## TASK TO COMPLETE
Scan the material below for lines with the word "multitasking" and report how many there are, with nothing added.

## INFORMATION GIVEN
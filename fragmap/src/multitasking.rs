//! Cooperative multitasking within the tick. Long running work is split into resumable
//! steps which are driven a few at a time, so a single frame never stalls on it.

use std::time::Duration;

use instant::Instant;

/// A task which makes progress one step per [`MicroTask::resume`] call. The task keeps its
/// own cursor between calls.
pub trait MicroTask {
    type Output;

    /// Performs a single step. Calling it on a task which is no longer alive does nothing.
    fn resume(&mut self);

    fn alive(&self) -> bool;

    /// Hands out the result once the task finished. Returns `None` while the task is alive
    /// and after the result has been taken.
    fn take_result(&mut self) -> Option<Self::Output>;
}

/// Resumes `task` at most `quant` times. Returns the number of steps performed.
pub fn run_quant<T: MicroTask + ?Sized>(task: &mut T, quant: usize) -> usize {
    let mut steps = 0;
    while steps < quant && task.alive() {
        task.resume();
        steps += 1;
    }
    steps
}

/// Limits the time spent on micro tasks during one tick.
pub struct TimeBudget {
    started: Instant,
    budget: Duration,
}

impl TimeBudget {
    pub fn start(budget: Duration) -> Self {
        Self {
            started: Instant::now(),
            budget,
        }
    }

    pub fn exceeded(&self) -> bool {
        self.started.elapsed() >= self.budget
    }
}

## EXPECTED ANSWER
2